Changes in the extracellular osmolarity can be a fatal event for the bacterial cell. Upon a hypo-osmotic shock, water rushes into the cell across the membrane, leaving the cell with no choice but to equalize the pressure. This equalization occurs either through damage to the cell membrane (resulting in death) or through the regulated flux of water molecules through transmembrane protein channels (Fig 1A). Such proteinaceous pressure release valves have been found across all domains of life, with the first bacterial channel being described in 1987 (1). Over the past thirty years, several more channels have been discovered, described, and (in many cases) biophysically characterized. E. coli, for example, has seven of these channels (one MscL and six MscS homologs) which have varied conductance, gating mechanisms, and expression levels. While they have been the subject of much experimental and theoretical dissection, much remains a mystery with regard to the roles their abundance and interaction with other cellular processes play in the greater context of physiology (2–8).

      Of the seven channels in E. coli, the mechanosensitive channel of large conductance (MscL) is one of the most abundant and the best characterized. This channel has a large conductance (3 nS) and mediates the flux of water molecules across the membrane via a ~3 nm wide pore in the open state (9, 10). Molecular dynamics simulations indicate that a single open MscL channel permits the flux of \(4 \times 10^9\) water molecules per second, which is an order of magnitude larger than a single aquaporin channel (BNID 100479) (11, 12). This suggests that having only a few channels per cell could be sufficient to relieve even large changes in membrane tension. Electrophysiological experiments have suggested a small number of channels per cell (13, 14), however, more recent approaches using quantitative western blotting, fluorescence microscopy, and proteomics have measured several hundred MscL per cell (3, 15, 16). To further complicate matters, the expression profile of MscL appears to depend on growth phase, available carbon source, and other environmental challenges (3, 16, 17). While there are likely more than just a few channels per cell, why cells seem to need so many and the biological rationale behind their condition-dependent expression both remain a mystery.
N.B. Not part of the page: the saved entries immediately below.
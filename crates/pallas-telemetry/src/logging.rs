//! Structured logging for Pallas.
//!
//! The backend crates emit `tracing` events when they touch external state
//! (loading property files, executing statements, finishing record batches).
//! This module installs a `tracing-subscriber` that renders those events as
//! JSON or as human-readable text.
//!
//! # Example
//!
//! ```rust,ignore
//! use pallas_telemetry::logging::{init_logging, LogConfig};
//!
//! let config = LogConfig::development();
//! init_logging(&config)?;
//!
//! tracing::debug!(rows = 3, "extracted query rows");
//! ```

use pallas_core::{combine, Extractor, KeyedExtractor};
use pallas_props::{get, Properties, PropertyError};
use tracing_subscriber::fmt::format::FmtSpan;
use tracing_subscriber::layer::SubscriberExt;
use tracing_subscriber::util::SubscriberInitExt;
use tracing_subscriber::{EnvFilter, Layer};

use crate::error::TelemetryError;
use crate::TelemetryResult;

/// Logging configuration.
#[derive(Debug, Clone, PartialEq, Eq)]
pub struct LogConfig {
    /// Whether logging is enabled.
    pub enabled: bool,

    /// Filter directive (e.g., "info", "pallas_sql=debug").
    pub level: String,

    /// Whether to output JSON format.
    pub json_format: bool,

    /// Whether to include span events (new, close).
    pub span_events: bool,

    /// Whether to include file/line info.
    pub file_line_info: bool,

    /// Whether to include thread IDs.
    pub thread_ids: bool,

    /// Whether to include target (module path).
    pub include_target: bool,
}

impl Default for LogConfig {
    fn default() -> Self {
        Self::production()
    }
}

impl LogConfig {
    /// Creates a development configuration with human-readable output.
    #[must_use]
    pub fn development() -> Self {
        Self {
            enabled: true,
            level: "debug".to_string(),
            json_format: false,
            span_events: true,
            file_line_info: true,
            thread_ids: false,
            include_target: true,
        }
    }

    /// Creates a production configuration with JSON output.
    #[must_use]
    pub fn production() -> Self {
        Self {
            enabled: true,
            level: "info".to_string(),
            json_format: true,
            span_events: false,
            file_line_info: false,
            thread_ids: false,
            include_target: true,
        }
    }

    /// Extractor reading the `log.*` keys of a property map.
    ///
    /// | Key | Field |
    /// |---|---|
    /// | `log.enabled` | `enabled` |
    /// | `log.level` | `level` |
    /// | `log.json` | `json_format` |
    /// | `log.span_events` | `span_events` |
    /// | `log.file_line` | `file_line_info` |
    /// | `log.thread_ids` | `thread_ids` |
    /// | `log.target` | `include_target` |
    ///
    /// Keys that are not set keep their [`production`](Self::production)
    /// value. A key that is set but does not parse is an error.
    pub fn extractor() -> impl Extractor<Properties, Output = Self, Error = PropertyError> {
        combine(
            (
                get::<bool>().optional().bind(keys::ENABLED),
                get::<String>().optional().bind(keys::LEVEL),
                get::<bool>().optional().bind(keys::JSON),
                get::<bool>().optional().bind(keys::SPAN_EVENTS),
                get::<bool>().optional().bind(keys::FILE_LINE),
                get::<bool>().optional().bind(keys::THREAD_IDS),
                get::<bool>().optional().bind(keys::TARGET),
            ),
            |(enabled, level, json_format, span_events, file_line_info, thread_ids, include_target): (
                Option<bool>,
                Option<String>,
                Option<bool>,
                Option<bool>,
                Option<bool>,
                Option<bool>,
                Option<bool>,
            )| {
                let base = Self::production();
                Self {
                    enabled: enabled.unwrap_or(base.enabled),
                    level: level.unwrap_or(base.level),
                    json_format: json_format.unwrap_or(base.json_format),
                    span_events: span_events.unwrap_or(base.span_events),
                    file_line_info: file_line_info.unwrap_or(base.file_line_info),
                    thread_ids: thread_ids.unwrap_or(base.thread_ids),
                    include_target: include_target.unwrap_or(base.include_target),
                }
            },
        )
    }

    /// Reads the configuration from a property map. See
    /// [`extractor`](Self::extractor).
    pub fn from_properties(properties: &Properties) -> TelemetryResult<Self> {
        Ok(Self::extractor().extract(properties)?)
    }
}

/// Property keys read by [`LogConfig::extractor`].
pub mod keys {
    /// Enables or disables logging.
    pub const ENABLED: &str = "log.enabled";

    /// Filter directive.
    pub const LEVEL: &str = "log.level";

    /// JSON output.
    pub const JSON: &str = "log.json";

    /// Span events.
    pub const SPAN_EVENTS: &str = "log.span_events";

    /// File and line info.
    pub const FILE_LINE: &str = "log.file_line";

    /// Thread IDs.
    pub const THREAD_IDS: &str = "log.thread_ids";

    /// Target (module path).
    pub const TARGET: &str = "log.target";
}

/// Initializes the logging subsystem.
///
/// # Errors
///
/// Returns `TelemetryError::LoggingInit` if the filter is invalid or a
/// global subscriber is already installed.
pub fn init_logging(config: &LogConfig) -> TelemetryResult<()> {
    if !config.enabled {
        return Ok(());
    }

    let filter = create_env_filter(&config.level)?;

    let span_events = if config.span_events {
        FmtSpan::NEW | FmtSpan::CLOSE
    } else {
        FmtSpan::NONE
    };

    if config.json_format {
        let fmt_layer = tracing_subscriber::fmt::layer()
            .json()
            .with_span_events(span_events)
            .with_file(config.file_line_info)
            .with_line_number(config.file_line_info)
            .with_thread_ids(config.thread_ids)
            .with_target(config.include_target)
            .with_filter(filter);

        tracing_subscriber::registry()
            .with(fmt_layer)
            .try_init()
            .map_err(|e| TelemetryError::LoggingInit(e.to_string()))?;
    } else {
        let fmt_layer = tracing_subscriber::fmt::layer()
            .pretty()
            .with_span_events(span_events)
            .with_file(config.file_line_info)
            .with_line_number(config.file_line_info)
            .with_thread_ids(config.thread_ids)
            .with_target(config.include_target)
            .with_filter(filter);

        tracing_subscriber::registry()
            .with(fmt_layer)
            .try_init()
            .map_err(|e| TelemetryError::LoggingInit(e.to_string()))?;
    }

    Ok(())
}

/// Creates an env filter from a string.
///
/// # Errors
///
/// Returns error if the filter string is invalid.
pub fn create_env_filter(filter: &str) -> TelemetryResult<EnvFilter> {
    EnvFilter::try_new(filter)
        .map_err(|e| TelemetryError::LoggingInit(format!("Invalid log level: {e}")))
}

#[cfg(test)]
mod tests {
    use super::*;

    #[test]
    fn test_default_config() {
        let config = LogConfig::default();
        assert!(config.enabled);
        assert!(config.json_format);
        assert_eq!(config.level, "info");
    }

    #[test]
    fn test_development_config() {
        let config = LogConfig::development();
        assert!(!config.json_format);
        assert!(config.span_events);
        assert!(config.file_line_info);
        assert_eq!(config.level, "debug");
    }

    #[test]
    fn test_empty_properties_give_production() {
        let config = LogConfig::from_properties(&Properties::new()).unwrap();
        assert_eq!(config, LogConfig::production());
    }

    #[test]
    fn test_properties_override_fields() {
        let props = Properties::parse("log.level=pallas_sql=debug\nlog.json=false\n").unwrap();
        let config = LogConfig::from_properties(&props).unwrap();
        assert_eq!(config.level, "pallas_sql=debug");
        assert!(!config.json_format);
        assert!(config.include_target);
    }

    #[test]
    fn test_unparsable_flag_is_an_error() {
        let props = Properties::parse("log.enabled=maybe\n").unwrap();
        let err = LogConfig::from_properties(&props).unwrap_err();
        assert!(matches!(
            err,
            TelemetryError::InvalidConfig(PropertyError::Parse { .. })
        ));
    }

    #[test]
    fn test_create_env_filter() {
        assert!(create_env_filter("info,pallas_props=debug").is_ok());
        assert!(create_env_filter("pallas=loud").is_err());
    }

    #[test]
    fn test_disabled_logging() {
        let config = LogConfig {
            enabled: false,
            ..Default::default()
        };
        assert!(init_logging(&config).is_ok());
    }
}
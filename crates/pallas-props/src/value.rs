//! Conversions between property strings and typed values.

use chrono::{DateTime, NaiveDate, NaiveDateTime, NaiveTime, Utc};

/// A type that can be stored as a property string.
///
/// Implemented for `bool`, every integer width, `f32`, `f64`, `char`,
/// `String` and the chrono date and time types. Use
/// [`parsed`](crate::parsed) and [`displayed`](crate::displayed) for other
/// `FromStr` and `Display` types.
pub trait PropertyValue: Sized {
    /// Name used in parse errors.
    const TYPE_NAME: &'static str;

    /// Parses the stored string.
    fn parse_property(raw: &str) -> Result<Self, String>;

    /// Renders the value for storage.
    fn format_property(&self) -> String;
}

macro_rules! impl_property_value {
    ($($ty:ty),+ $(,)?) => {
        $(
            impl PropertyValue for $ty {
                const TYPE_NAME: &'static str = stringify!($ty);

                fn parse_property(raw: &str) -> Result<Self, String> {
                    raw.parse::<$ty>().map_err(|e| e.to_string())
                }

                fn format_property(&self) -> String {
                    self.to_string()
                }
            }
        )+
    };
}

impl_property_value!(i8, i16, i32, i64, i128, isize, u8, u16, u32, u64, u128, usize);
impl_property_value!(f32, f64, char, String);

/// Accepts `true` and `false` in any ASCII case.
impl PropertyValue for bool {
    const TYPE_NAME: &'static str = "bool";

    fn parse_property(raw: &str) -> Result<Self, String> {
        if raw.eq_ignore_ascii_case("true") {
            Ok(true)
        } else if raw.eq_ignore_ascii_case("false") {
            Ok(false)
        } else {
            Err("expected true or false".to_string())
        }
    }

    fn format_property(&self) -> String {
        self.to_string()
    }
}

/// ISO 8601 calendar date, `2021-04-19`.
impl PropertyValue for NaiveDate {
    const TYPE_NAME: &'static str = "NaiveDate";

    fn parse_property(raw: &str) -> Result<Self, String> {
        NaiveDate::parse_from_str(raw, "%Y-%m-%d").map_err(|e| e.to_string())
    }

    fn format_property(&self) -> String {
        self.format("%Y-%m-%d").to_string()
    }
}

/// `HH:MM:SS` with optional fractional seconds.
impl PropertyValue for NaiveTime {
    const TYPE_NAME: &'static str = "NaiveTime";

    fn parse_property(raw: &str) -> Result<Self, String> {
        raw.parse::<NaiveTime>().map_err(|e| e.to_string())
    }

    fn format_property(&self) -> String {
        self.format("%H:%M:%S%.f").to_string()
    }
}

/// ISO 8601 local date-time, `2021-04-19T10:15:30`.
impl PropertyValue for NaiveDateTime {
    const TYPE_NAME: &'static str = "NaiveDateTime";

    fn parse_property(raw: &str) -> Result<Self, String> {
        raw.parse::<NaiveDateTime>().map_err(|e| e.to_string())
    }

    fn format_property(&self) -> String {
        self.format("%Y-%m-%dT%H:%M:%S%.f").to_string()
    }
}

/// RFC 3339 timestamp, normalised to UTC.
impl PropertyValue for DateTime<Utc> {
    const TYPE_NAME: &'static str = "DateTime<Utc>";

    fn parse_property(raw: &str) -> Result<Self, String> {
        DateTime::parse_from_rfc3339(raw)
            .map(|dt| dt.with_timezone(&Utc))
            .map_err(|e| e.to_string())
    }

    fn format_property(&self) -> String {
        self.to_rfc3339()
    }
}
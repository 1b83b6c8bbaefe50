//! Columnar error types.

use arrow_schema::{ArrowError, DataType};
use pallas_core::Absence;
use thiserror::Error;

use crate::value::ValueError;

/// Result type alias using [`ColumnError`].
pub type ColumnResult<T> = Result<T, ColumnError>;

/// Errors raised by columnar extractors, injectors and the batch writer.
#[derive(Error, Debug)]
pub enum ColumnError {
    /// The cell is null.
    #[error("column {column} is null")]
    Null {
        /// Column index or name.
        column: String,
    },

    /// The schema has no field with this name.
    #[error("no column named {name}")]
    NoSuchColumn {
        /// The requested name.
        name: String,
    },

    /// Column index past the last field.
    #[error("column index {index} out of bounds for {count} columns")]
    ColumnOutOfBounds {
        /// The requested index.
        index: usize,
        /// Number of columns.
        count: usize,
    },

    /// Row index past the last row.
    #[error("row {row} out of bounds for {count} rows")]
    RowOutOfBounds {
        /// The requested row.
        row: usize,
        /// Number of rows.
        count: usize,
    },

    /// The column's Arrow type does not match the requested Rust type.
    #[error("column {column} has type {actual}, expected {expected}")]
    WrongType {
        /// Column index or name.
        column: String,
        /// Type the Rust value maps to.
        expected: DataType,
        /// Type declared by the schema.
        actual: DataType,
    },

    /// The value has no exact equivalent on the other side (Rust or Arrow).
    #[error("invalid value in column {column}: {reason}")]
    InvalidValue {
        /// Column index or name.
        column: String,
        /// What is wrong with it.
        reason: String,
    },

    /// The schema declares a type the writer cannot build.
    #[error("column {column} has unsupported type {data_type}")]
    UnsupportedType {
        /// Column name.
        column: String,
        /// The declared type.
        data_type: DataType,
    },

    /// Error reported by Arrow.
    #[error(transparent)]
    Arrow(#[from] ArrowError),

    /// Failure from the combinator layer.
    #[error(transparent)]
    Core(#[from] pallas_core::Error),
}

impl ColumnError {
    /// Create a new null cell error.
    pub fn null(column: impl Into<String>) -> Self {
        Self::Null {
            column: column.into(),
        }
    }

    /// Create a new wrong type error.
    pub fn wrong_type(column: impl Into<String>, expected: DataType, actual: DataType) -> Self {
        Self::WrongType {
            column: column.into(),
            expected,
            actual,
        }
    }

    /// Attach column context to a value conversion failure.
    pub fn value(
        column: impl Into<String>,
        expected: DataType,
        actual: DataType,
        err: ValueError,
    ) -> Self {
        match err {
            ValueError::WrongType => Self::wrong_type(column, expected, actual),
            ValueError::Invalid(reason) => Self::InvalidValue {
                column: column.into(),
                reason,
            },
        }
    }
}

impl Absence for ColumnError {
    fn is_absent(&self) -> bool {
        match self {
            Self::Null { .. } => true,
            Self::Core(err) => err.is_absent(),
            _ => false,
        }
    }
}
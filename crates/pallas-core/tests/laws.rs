//! Algebraic laws of the extractor and injector combinators.
//!
//! These properties hold for any leaf functions, so they are checked against
//! the in-memory fixtures with generated inputs.

use pallas_core::fixtures::{failing, field, write, Boom, MapContext, RecordingContext};
use pallas_core::{
    catch_unchecked, combine, combine_into, extractor, Error, Extractor, InfallibleExtractor,
    Injector,
};
use proptest::prelude::*;

fn context(a: i64, b: i64, c: i64) -> RecordingContext {
    RecordingContext::new([("a", a), ("b", b), ("c", c)])
}

proptest! {
    #[test]
    fn map_identity(a in any::<i64>()) {
        let ctx = context(a, 0, 0);
        let plain = field("a").extract(&ctx);
        let mapped = field("a").map(|v| v).extract(&ctx);
        prop_assert_eq!(plain, mapped);
    }

    #[test]
    fn map_composition(a in -1_000_000_i64..1_000_000) {
        let f = |v: i64| v * 3;
        let g = |v: i64| v - 7;
        let ctx = context(a, 0, 0);

        let chained = field("a").map(f).map(g).extract(&ctx);
        let fused = field("a").map(move |v| g(f(v))).extract(&ctx);
        prop_assert_eq!(chained, fused);
    }

    #[test]
    fn map_evaluates_base_once(a in any::<i64>()) {
        let ctx = context(a, 0, 0);
        let _ = field("a").map(|v| v.to_string()).map(|s| s.len()).extract(&ctx);
        prop_assert_eq!(ctx.reads(), vec!["a".to_string()]);
    }

    #[test]
    fn combine_reads_each_field_once_in_order(a in any::<i64>(), b in any::<i64>(), c in any::<i64>()) {
        let ctx = context(a, b, c);
        let sum = combine(
            (field("c"), field("a"), field("b")),
            |(c, a, b): (i64, i64, i64)| (i128::from(a), i128::from(b), i128::from(c)),
        );

        prop_assert_eq!(sum.extract(&ctx), Ok((i128::from(a), i128::from(b), i128::from(c))));
        prop_assert_eq!(ctx.reads(), vec!["c".to_string(), "a".to_string(), "b".to_string()]);
    }

    #[test]
    fn injected_tuple_reads_back(x in any::<i64>(), y in any::<i64>()) {
        let writer = combine_into((write("x"), write("y")), |p: (i64, i64)| p);
        let written = writer.inject(MapContext::new(), (x, y)).unwrap();

        let ctx = RecordingContext::new(written.iter().map(|(k, v)| (k.as_str(), *v)));
        prop_assert_eq!((field("x"), field("y")).extract(&ctx), Ok((x, y)));
    }

    #[test]
    fn optional_distinguishes_zero_from_absent(a in any::<i64>()) {
        let ctx = context(a, 0, 0);
        prop_assert_eq!(field("a").optional().extract(&ctx), Ok(Some(a)));
        prop_assert_eq!(field("z").optional().extract(&ctx), Ok(None));
    }
}

#[test]
fn optional_injection_skips_write() {
    let ctx = write("x").optional().inject(MapContext::new(), None).unwrap();
    assert!(ctx.is_empty());
}

#[test]
fn unchecked_keeps_the_cause() {
    let ex = failing("boom").unchecked();
    let err = catch_unchecked(|| ex.get(&context(1, 2, 3))).unwrap_err();

    assert_eq!(err.downcast_ref::<Boom>(), Some(&Boom("boom".to_string())));
    assert_eq!(err.cause().to_string(), "boom");
}

#[test]
fn checked_failure_propagates_unchanged() {
    let ctx = context(1, 2, 3);
    let err = (field("a"), failing("boom").map_err(|b: Boom| Error::missing(b.0)))
        .extract(&ctx)
        .unwrap_err();
    assert_eq!(err, Error::missing("boom"));
}

#[test]
fn flat_map_uses_the_same_context() {
    let ctx = context(1, 20, 30);
    let pick = field("a").flat_map(|a| field(if a == 1 { "b" } else { "c" }));
    assert_eq!(pick.extract(&ctx), Ok(20));
}

#[test]
fn constant_ignores_context() {
    let ctx = context(0, 0, 0);
    assert_eq!(extractor::constant(5).get(&ctx), 5);
    assert!(ctx.reads().is_empty());
}
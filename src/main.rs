pub mod clip;
pub mod commands;
pub mod config;
pub mod discord;
pub mod error;
pub mod handlers;
pub mod player;
pub mod routing;
pub mod voice;

use clap::Parser;
use poise::serenity_prelude as serenity;
use serenity::{GatewayIntents, GuildId};
use songbird::Songbird;
use std::sync::Arc;
use tracing::{error, info};
use tracing_subscriber::EnvFilter;

use crate::{
  clip::{prepare, FfmpegOpusEncoder},
  commands::{command_list, CommandRegistry},
  config::Config,
  discord::BotSetup,
  error::Result,
};

const DEFAULT_LOG_FILTER: &str = "info,serenity=warn,songbird=warn";

#[tokio::main]
async fn main() -> Result<()> {
  dotenv::dotenv().ok();
  tracing_subscriber::fmt()
    .with_env_filter(EnvFilter::try_from_default_env().unwrap_or_else(|_| EnvFilter::new(DEFAULT_LOG_FILTER)))
    .init();

  let config = Config::parse()
    .validate()
    .inspect_err(|err| error!("{}", err))?;
  info!(?config, "configuration loaded");

  let lego_yoda = prepare(&config.clip, &FfmpegOpusEncoder::new(&config.ffmpeg))
    .await
    .inspect_err(|err| error!(clip = %config.clip.display(), "failed to prepare clip: {}", err))?;

  let registry = CommandRegistry::register(command_list())?;

  let intents = GatewayIntents::GUILDS | GatewayIntents::GUILD_VOICE_STATES;

  let manager = Songbird::serenity();
  let framework = discord::get_framework(
    Arc::clone(&manager),
    BotSetup {
      registry,
      lego_yoda,
      player_config: config.player_config(),
      guild_id: config.guild_id.map(GuildId::new),
    },
  );

  let mut client = serenity::Client::builder(&config.token, intents)
    .framework(framework)
    .voice_manager_arc(manager)
    .await
    .inspect_err(|err| error!("Error creating client: {}", err))?;

  let shard_manager = Arc::clone(&client.shard_manager);
  tokio::spawn(async move {
    if let Err(err) = tokio::signal::ctrl_c().await {
      error!("failed to listen for Ctrl+C: {}", err);
      return;
    }
    info!("Shutting down");
    shard_manager.shutdown_all().await;
  });

  info!("Press Ctrl+C to exit");
  client.start().await?;
  info!("Program exited gracefully");
  Ok(())
}
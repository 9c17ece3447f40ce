use std::{path::PathBuf, time::Duration};

use clap::Parser;

use crate::{
  error::{Error, Result},
  player::PlayerConfig,
};

pub const DEFAULT_CLIP_PATH: &str = "files/legoYoda.mp3";

/// Command line and environment configuration. `.env` is loaded before parsing.
#[derive(Parser, Clone)]
#[command(name = "shagohad", version, about = "Discord bot that plays Lego Yoda into voice channels")]
pub struct Config {
  /// Bot access token
  #[arg(long, env = "DISCORD_TOKEN", hide_env_values = true, default_value = "")]
  pub token: String,

  /// Audio asset encoded once at startup and replayed by /play-yoda
  #[arg(long, env = "YODA_CLIP", default_value = DEFAULT_CLIP_PATH)]
  pub clip: PathBuf,

  /// Register commands in this guild only instead of globally
  #[arg(long, env = "DEV_GUILD_ID")]
  pub guild_id: Option<u64>,

  /// Encoder executable used to decode the asset to PCM
  #[arg(long, env = "FFMPEG_PATH", default_value = "ffmpeg")]
  pub ffmpeg: PathBuf,

  #[arg(long, env = "VOICE_SETTLE_MS", default_value_t = 250)]
  pub settle_ms: u64,

  #[arg(long, env = "VOICE_JOIN_TIMEOUT_SECS", default_value_t = 10)]
  pub join_timeout_secs: u64,

  #[arg(long, env = "VOICE_FRAME_TIMEOUT_SECS", default_value_t = 5)]
  pub frame_timeout_secs: u64,

  #[arg(long, env = "VOICE_DRAIN_TIMEOUT_SECS", default_value_t = 15)]
  pub drain_timeout_secs: u64,
}

impl Config {
  /// Fails fast on a missing or blank token; clap alone would accept `--token ""`.
  pub fn validate(mut self) -> Result<Self> {
    self.token = self.token.trim().to_string();
    if self.token.is_empty() {
      return Err(Error::Configuration(
        "bot token required, pass --token or set DISCORD_TOKEN".to_string(),
      ));
    }
    if self.guild_id == Some(0) {
      return Err(Error::Configuration("guild id must be non-zero".to_string()));
    }
    if self.clip.as_os_str().is_empty() {
      return Err(Error::Configuration("clip path must not be empty".to_string()));
    }
    Ok(self)
  }

  pub fn player_config(&self) -> PlayerConfig {
    PlayerConfig {
      settle_delay: Duration::from_millis(self.settle_ms),
      join_timeout: Duration::from_secs(self.join_timeout_secs),
      frame_timeout: Duration::from_secs(self.frame_timeout_secs),
      drain_timeout: Duration::from_secs(self.drain_timeout_secs),
    }
  }
}

impl std::fmt::Debug for Config {
  fn fmt(&self, f: &mut std::fmt::Formatter<'_>) -> std::fmt::Result {
    f.debug_struct("Config")
      .field("token", &"<redacted>")
      .field("clip", &self.clip)
      .field("guild_id", &self.guild_id)
      .field("ffmpeg", &self.ffmpeg)
      .field("settle_ms", &self.settle_ms)
      .field("join_timeout_secs", &self.join_timeout_secs)
      .field("frame_timeout_secs", &self.frame_timeout_secs)
      .field("drain_timeout_secs", &self.drain_timeout_secs)
      .finish()
  }
}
      While their biochemical and biophysical characteristics have received much attention, their connection to cell survival is understudied. Drawing such a direct connection between channel copy number and survival requires quantitative in vivo experiments. To our knowledge, the work presented in van den Berg et al. 2016 (8) is the first attempt to simultaneously measure channel abundance and survivability for a single species of mechanosensitive channel. While the measurement of channel copy number was performed at the level of single cells using super-resolution microscopy, survivability after a hypo-osmotic shock was assessed in bulk plating assays which rely on serial dilutions of a shocked culture followed by counting the number of resulting colonies after incubation. Such bulk assays have long been the standard for querying cell viability after an osmotic challenge. While they have been highly informative, they reflect only the mean survival rate of the population, obfuscating the variability in survival of the population. The stochastic nature of gene expression results in a noisy distribution of MscL channels rather than a single value, meaning those found in the long tails of the distribution have quite different survival rates than the mean but are lost in the final calculation of survival probability.

       In this work, we present an experimental system to quantitatively probe the interplay between MscL copy number and survival at single-cell resolution, as is seen in Fig. 1B. We generated an E. coli strain in which all seven mechanosensitive channels had been deleted from the chromosome followed by a chromosomal integration of a single gene encoding an MscL-super-folder GFP (sfGFP) fusion protein. To explore copy number regimes beyond those of the wild-type expression level, we modified the Shine-Dalgarno sequence of this integrated construct allowing us to cover nearly three decades of MscL copy number. To probe survivability, we exposed cells to a large hypo-osmotic shock at controlled rates in a flow cell under a microscope, allowing the observation of the single-cell channel copy number and the resulting survivability of single cells. With this large set of single cell measurements, we approach the calculation of survival probability in a manner that is free of binning bias which allows the reasonable extrapolation of survival probability to copy numbers outside of the observed range. In addition, we show that several hundred channels are needed to convey high rates of survival and observe a minimum number of channels needed to permit any degree of survival.